╭──

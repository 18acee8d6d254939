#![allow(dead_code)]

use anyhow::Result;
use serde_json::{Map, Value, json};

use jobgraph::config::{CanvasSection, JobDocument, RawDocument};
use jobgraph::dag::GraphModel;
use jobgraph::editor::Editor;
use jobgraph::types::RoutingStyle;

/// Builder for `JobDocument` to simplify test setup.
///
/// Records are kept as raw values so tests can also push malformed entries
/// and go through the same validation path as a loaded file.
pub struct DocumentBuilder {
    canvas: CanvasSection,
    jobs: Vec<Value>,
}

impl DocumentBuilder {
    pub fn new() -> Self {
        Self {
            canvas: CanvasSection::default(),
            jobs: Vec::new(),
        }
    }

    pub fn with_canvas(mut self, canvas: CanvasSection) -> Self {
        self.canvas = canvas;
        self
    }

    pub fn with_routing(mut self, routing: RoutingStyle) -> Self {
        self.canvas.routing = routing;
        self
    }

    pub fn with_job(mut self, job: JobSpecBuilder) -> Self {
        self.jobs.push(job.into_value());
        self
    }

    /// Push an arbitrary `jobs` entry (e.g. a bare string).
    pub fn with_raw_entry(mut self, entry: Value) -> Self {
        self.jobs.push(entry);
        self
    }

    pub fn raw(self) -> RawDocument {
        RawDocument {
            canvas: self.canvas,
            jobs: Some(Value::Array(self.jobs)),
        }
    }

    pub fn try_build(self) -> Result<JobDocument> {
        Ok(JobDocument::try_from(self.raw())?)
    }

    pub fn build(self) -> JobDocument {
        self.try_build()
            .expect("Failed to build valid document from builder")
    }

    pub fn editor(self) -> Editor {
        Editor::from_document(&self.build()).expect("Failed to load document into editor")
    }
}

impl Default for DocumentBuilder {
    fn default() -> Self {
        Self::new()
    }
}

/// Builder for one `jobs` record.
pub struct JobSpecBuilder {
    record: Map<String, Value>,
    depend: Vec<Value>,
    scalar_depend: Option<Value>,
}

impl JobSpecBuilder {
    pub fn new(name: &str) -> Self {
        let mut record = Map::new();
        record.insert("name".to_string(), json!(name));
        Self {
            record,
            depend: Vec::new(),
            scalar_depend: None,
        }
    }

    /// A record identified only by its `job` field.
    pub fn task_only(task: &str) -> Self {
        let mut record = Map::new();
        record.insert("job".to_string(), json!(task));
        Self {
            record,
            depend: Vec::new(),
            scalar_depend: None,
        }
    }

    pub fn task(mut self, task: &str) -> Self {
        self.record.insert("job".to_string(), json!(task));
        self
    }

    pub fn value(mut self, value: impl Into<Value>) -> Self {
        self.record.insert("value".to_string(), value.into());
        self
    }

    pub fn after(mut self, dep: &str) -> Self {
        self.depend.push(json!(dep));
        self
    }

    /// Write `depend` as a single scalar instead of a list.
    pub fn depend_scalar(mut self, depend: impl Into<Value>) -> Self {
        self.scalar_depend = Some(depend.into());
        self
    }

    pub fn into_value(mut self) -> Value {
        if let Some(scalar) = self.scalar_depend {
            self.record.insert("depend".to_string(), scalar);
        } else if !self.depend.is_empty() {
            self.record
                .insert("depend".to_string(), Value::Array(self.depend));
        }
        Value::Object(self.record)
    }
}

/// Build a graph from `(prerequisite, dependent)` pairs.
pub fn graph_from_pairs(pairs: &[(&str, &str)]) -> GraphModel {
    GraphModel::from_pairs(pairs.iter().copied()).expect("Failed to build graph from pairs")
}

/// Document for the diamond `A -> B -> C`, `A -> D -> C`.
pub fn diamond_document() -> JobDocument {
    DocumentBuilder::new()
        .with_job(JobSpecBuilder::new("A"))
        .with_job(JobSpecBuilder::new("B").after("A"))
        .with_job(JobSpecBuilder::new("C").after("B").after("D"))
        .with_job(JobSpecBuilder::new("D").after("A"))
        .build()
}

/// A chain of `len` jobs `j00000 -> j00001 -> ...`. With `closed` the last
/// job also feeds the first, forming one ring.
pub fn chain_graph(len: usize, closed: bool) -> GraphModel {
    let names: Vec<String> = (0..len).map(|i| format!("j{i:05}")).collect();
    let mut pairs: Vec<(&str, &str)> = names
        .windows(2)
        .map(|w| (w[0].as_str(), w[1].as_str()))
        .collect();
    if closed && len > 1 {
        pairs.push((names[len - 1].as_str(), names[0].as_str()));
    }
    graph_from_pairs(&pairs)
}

╰──

From the records above, return each line that includes "jobgraph".

use jobgraph::config::{CanvasSection, JobDocument, RawDocument};
use jobgraph::dag::GraphModel;
use jobgraph::editor::Editor;
use jobgraph::types::RoutingStyle;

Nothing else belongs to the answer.